» TO DO
The answer must consist only of the lines from the line with "original file/line positions." to the line with "is reported instead.", both included, exactly as they stand below.

» PROVIDED ENTRIES
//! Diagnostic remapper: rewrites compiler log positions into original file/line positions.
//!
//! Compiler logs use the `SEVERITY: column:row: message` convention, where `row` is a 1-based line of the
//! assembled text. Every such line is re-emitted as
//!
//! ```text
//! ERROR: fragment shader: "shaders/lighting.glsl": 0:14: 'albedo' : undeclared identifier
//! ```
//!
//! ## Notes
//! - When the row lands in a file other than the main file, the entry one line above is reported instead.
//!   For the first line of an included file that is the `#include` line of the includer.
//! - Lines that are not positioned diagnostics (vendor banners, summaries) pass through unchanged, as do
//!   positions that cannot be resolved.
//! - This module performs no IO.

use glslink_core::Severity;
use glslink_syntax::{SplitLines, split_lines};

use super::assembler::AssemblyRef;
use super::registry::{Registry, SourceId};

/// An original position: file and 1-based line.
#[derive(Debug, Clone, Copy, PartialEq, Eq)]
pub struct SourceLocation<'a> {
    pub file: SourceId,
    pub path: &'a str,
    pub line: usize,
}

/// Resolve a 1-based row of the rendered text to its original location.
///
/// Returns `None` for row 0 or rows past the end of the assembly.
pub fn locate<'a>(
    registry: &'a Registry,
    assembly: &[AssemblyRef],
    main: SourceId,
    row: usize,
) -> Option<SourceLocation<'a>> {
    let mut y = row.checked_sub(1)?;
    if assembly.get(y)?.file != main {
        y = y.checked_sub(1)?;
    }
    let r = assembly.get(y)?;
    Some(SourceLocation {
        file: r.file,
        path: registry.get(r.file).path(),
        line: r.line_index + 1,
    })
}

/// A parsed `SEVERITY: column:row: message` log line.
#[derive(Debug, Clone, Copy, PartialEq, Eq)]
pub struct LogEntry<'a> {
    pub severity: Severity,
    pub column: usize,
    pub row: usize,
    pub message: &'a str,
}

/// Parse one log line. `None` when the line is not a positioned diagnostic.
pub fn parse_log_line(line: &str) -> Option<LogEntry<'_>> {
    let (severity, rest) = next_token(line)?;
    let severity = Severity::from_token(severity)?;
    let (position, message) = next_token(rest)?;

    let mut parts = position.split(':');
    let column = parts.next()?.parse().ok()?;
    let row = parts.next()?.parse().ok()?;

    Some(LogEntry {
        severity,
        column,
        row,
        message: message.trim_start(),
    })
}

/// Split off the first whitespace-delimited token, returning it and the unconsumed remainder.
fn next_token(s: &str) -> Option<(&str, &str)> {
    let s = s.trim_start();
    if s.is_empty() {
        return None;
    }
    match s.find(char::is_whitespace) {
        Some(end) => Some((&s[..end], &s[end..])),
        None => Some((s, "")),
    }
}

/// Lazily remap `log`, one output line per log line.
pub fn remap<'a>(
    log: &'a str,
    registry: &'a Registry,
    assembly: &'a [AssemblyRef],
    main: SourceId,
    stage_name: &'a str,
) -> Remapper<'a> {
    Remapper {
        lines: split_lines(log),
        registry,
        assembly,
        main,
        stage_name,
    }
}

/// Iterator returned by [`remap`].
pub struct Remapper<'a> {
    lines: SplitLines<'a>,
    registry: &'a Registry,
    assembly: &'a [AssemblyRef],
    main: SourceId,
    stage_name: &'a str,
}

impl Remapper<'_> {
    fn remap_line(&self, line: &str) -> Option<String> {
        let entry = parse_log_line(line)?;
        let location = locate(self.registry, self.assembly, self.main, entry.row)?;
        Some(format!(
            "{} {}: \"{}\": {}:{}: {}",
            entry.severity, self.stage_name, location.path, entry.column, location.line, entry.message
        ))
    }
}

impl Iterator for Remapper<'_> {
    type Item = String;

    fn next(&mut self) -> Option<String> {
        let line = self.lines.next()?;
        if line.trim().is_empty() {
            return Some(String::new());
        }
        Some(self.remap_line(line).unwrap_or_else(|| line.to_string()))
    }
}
--
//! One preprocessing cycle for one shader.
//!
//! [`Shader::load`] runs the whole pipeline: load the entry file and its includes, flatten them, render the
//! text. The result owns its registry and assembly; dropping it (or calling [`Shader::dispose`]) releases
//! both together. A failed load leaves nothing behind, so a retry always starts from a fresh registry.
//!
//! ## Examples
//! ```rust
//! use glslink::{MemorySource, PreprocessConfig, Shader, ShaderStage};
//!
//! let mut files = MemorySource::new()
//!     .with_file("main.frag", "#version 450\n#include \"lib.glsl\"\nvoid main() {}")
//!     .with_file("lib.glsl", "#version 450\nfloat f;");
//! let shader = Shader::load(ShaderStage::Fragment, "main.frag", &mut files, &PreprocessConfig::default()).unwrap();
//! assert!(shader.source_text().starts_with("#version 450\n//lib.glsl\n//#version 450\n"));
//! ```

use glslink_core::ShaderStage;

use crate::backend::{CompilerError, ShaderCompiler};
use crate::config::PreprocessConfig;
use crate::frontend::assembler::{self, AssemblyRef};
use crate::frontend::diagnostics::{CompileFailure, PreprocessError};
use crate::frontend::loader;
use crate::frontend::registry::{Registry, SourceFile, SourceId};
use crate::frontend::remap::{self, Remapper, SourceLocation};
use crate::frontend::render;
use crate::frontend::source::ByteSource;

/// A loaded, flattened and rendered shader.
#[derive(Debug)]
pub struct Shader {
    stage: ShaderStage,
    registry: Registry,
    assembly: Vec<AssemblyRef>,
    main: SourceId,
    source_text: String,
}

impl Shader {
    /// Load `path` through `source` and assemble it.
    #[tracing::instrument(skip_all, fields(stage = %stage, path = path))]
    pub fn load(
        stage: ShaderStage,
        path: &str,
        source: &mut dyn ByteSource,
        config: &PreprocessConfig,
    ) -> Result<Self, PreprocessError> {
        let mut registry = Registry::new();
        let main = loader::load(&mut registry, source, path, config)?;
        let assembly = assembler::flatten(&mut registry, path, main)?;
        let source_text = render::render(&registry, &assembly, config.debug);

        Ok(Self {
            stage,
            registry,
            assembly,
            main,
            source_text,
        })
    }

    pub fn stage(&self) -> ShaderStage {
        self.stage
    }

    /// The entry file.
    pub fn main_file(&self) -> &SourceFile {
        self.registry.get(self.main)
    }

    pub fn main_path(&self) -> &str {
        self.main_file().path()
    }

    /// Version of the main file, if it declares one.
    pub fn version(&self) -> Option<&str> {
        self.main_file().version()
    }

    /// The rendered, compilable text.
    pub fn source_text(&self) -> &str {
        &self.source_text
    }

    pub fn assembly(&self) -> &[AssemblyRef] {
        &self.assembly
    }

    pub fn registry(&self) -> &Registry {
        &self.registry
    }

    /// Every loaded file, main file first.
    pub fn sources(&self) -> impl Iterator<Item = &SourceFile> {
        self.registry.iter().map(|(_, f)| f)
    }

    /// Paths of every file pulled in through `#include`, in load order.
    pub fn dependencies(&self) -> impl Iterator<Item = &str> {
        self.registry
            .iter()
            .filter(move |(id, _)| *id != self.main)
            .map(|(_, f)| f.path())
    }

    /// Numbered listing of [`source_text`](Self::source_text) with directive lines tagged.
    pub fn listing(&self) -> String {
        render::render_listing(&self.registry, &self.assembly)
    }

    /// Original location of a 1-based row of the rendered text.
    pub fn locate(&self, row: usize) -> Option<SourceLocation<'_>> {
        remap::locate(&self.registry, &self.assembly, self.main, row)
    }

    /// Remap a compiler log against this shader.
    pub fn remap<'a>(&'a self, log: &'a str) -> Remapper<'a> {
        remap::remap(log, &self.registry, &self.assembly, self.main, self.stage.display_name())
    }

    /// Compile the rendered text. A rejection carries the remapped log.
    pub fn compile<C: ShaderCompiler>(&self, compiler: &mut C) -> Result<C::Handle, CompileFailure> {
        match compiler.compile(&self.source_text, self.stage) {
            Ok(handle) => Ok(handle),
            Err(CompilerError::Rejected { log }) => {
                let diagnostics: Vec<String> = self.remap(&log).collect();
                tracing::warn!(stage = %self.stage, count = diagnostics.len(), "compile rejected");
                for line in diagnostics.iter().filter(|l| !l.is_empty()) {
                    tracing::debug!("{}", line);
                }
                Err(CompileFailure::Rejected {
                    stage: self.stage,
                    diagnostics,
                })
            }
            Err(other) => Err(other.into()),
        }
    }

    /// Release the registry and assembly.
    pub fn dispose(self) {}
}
--
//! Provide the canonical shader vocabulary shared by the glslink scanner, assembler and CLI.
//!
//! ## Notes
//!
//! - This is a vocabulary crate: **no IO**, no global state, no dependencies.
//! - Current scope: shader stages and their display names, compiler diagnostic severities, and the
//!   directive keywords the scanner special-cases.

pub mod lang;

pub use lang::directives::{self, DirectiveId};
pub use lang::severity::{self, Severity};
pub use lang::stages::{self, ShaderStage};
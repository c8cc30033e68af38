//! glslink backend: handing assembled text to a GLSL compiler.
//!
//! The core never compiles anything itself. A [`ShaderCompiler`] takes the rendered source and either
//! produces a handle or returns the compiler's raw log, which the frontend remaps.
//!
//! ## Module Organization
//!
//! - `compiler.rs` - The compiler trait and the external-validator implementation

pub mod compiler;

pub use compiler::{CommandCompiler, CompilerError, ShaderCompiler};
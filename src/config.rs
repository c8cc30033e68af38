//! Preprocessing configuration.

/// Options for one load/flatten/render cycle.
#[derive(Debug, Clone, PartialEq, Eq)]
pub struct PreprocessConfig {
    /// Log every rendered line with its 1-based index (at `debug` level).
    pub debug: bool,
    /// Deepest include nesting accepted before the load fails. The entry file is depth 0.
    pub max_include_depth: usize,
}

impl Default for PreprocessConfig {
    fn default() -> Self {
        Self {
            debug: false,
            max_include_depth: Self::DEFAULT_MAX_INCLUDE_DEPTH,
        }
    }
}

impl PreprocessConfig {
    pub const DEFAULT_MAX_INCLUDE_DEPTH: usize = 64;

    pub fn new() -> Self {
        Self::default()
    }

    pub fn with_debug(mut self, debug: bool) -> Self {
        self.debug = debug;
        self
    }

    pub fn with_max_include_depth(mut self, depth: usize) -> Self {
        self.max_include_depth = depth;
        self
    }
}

» RESPONSE
//! Diagnostic remapper: rewrites compiler log positions into original file/line positions.
//!
//! Compiler logs use the `SEVERITY: column:row: message` convention, where `row` is a 1-based line of the
//! assembled text. Every such line is re-emitted as
//!
//! ```text
//! ERROR: fragment shader: "shaders/lighting.glsl": 0:14: 'albedo' : undeclared identifier
//! ```
//!
//! ## Notes
//! - When the row lands in a file other than the main file, the entry one line above is reported instead.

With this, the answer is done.